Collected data
****************
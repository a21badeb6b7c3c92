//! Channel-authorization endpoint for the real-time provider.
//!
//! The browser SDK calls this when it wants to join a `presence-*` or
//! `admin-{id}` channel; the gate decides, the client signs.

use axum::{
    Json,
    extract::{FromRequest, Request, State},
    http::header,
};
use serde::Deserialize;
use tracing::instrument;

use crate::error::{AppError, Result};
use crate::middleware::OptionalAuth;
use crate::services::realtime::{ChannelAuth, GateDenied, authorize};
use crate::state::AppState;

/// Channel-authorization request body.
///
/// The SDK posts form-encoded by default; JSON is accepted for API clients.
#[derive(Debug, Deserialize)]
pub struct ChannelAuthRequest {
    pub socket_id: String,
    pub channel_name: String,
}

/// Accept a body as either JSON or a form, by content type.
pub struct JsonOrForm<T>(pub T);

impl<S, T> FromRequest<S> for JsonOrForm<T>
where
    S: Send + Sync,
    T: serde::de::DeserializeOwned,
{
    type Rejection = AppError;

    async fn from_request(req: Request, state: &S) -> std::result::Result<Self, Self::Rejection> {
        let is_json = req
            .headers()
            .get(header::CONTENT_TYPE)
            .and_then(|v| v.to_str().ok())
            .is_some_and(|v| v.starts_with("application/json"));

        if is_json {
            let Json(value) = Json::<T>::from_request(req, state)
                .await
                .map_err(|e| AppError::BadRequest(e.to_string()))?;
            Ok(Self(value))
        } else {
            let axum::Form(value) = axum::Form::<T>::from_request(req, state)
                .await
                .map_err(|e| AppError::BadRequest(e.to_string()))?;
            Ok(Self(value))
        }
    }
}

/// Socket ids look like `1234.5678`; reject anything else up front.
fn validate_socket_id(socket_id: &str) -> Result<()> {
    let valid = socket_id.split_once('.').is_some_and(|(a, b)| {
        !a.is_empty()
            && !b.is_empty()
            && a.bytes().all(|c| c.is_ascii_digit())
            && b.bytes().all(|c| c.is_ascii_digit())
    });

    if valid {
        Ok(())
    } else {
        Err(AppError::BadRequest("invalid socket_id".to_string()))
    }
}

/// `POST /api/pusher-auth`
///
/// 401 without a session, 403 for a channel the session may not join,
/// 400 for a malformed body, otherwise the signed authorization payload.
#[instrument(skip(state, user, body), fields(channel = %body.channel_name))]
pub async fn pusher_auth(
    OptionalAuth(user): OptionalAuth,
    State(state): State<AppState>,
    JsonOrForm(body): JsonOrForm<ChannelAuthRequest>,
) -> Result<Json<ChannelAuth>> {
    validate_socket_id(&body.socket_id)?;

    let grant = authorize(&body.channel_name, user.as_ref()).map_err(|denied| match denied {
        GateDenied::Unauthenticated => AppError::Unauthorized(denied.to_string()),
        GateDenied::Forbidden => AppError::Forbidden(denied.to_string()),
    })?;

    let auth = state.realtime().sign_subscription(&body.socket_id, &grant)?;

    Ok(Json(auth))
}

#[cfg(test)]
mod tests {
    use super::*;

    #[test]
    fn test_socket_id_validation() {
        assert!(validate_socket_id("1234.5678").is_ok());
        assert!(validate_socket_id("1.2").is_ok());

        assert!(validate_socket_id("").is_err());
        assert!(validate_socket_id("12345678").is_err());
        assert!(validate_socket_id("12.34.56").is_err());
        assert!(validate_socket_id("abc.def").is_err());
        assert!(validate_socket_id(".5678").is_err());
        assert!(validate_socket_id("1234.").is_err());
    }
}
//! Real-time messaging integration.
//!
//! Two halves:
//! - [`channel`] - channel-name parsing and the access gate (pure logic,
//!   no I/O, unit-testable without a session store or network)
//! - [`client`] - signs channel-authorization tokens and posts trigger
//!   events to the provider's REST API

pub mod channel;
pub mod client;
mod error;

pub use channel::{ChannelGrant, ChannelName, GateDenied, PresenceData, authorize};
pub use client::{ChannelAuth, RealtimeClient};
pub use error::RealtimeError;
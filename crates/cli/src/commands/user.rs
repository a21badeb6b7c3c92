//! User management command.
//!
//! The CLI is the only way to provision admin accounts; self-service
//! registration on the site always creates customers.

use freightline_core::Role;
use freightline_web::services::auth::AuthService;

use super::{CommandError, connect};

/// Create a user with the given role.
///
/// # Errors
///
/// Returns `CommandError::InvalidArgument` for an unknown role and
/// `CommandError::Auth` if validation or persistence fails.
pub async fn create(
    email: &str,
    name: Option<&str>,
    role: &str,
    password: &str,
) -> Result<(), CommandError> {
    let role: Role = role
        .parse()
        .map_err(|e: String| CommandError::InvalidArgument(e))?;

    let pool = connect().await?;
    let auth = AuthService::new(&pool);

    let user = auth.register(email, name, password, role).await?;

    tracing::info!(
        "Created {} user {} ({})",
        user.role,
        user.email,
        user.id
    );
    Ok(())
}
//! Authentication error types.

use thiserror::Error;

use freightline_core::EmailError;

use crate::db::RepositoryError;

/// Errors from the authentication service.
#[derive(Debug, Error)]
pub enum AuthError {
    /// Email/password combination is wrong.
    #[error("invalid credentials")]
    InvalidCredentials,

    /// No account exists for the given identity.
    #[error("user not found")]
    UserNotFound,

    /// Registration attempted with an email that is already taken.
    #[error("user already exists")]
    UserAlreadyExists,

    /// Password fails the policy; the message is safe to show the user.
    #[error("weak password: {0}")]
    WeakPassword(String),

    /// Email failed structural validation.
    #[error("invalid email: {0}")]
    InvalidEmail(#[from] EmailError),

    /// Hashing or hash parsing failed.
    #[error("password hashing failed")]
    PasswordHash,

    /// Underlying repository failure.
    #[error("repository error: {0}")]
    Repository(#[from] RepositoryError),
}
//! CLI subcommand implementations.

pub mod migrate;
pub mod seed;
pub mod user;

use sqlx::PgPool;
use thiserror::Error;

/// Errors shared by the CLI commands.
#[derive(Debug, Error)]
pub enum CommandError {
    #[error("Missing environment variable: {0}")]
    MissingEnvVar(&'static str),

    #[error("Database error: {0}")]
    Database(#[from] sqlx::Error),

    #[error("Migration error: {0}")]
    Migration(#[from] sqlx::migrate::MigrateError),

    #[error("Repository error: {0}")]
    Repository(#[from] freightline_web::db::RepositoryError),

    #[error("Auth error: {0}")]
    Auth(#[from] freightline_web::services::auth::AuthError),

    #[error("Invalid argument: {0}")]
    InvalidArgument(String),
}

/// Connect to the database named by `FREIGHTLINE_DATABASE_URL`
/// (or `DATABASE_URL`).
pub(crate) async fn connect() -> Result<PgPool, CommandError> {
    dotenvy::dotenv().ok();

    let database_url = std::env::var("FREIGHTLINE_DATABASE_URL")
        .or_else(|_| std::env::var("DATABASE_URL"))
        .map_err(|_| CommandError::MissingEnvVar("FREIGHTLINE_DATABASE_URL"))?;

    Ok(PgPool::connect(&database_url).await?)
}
****************
EXERCISE REQUIREMENTS:
Say, as a bare number, how many lines above contain the word "tracing".

RESPONSE BOX:
2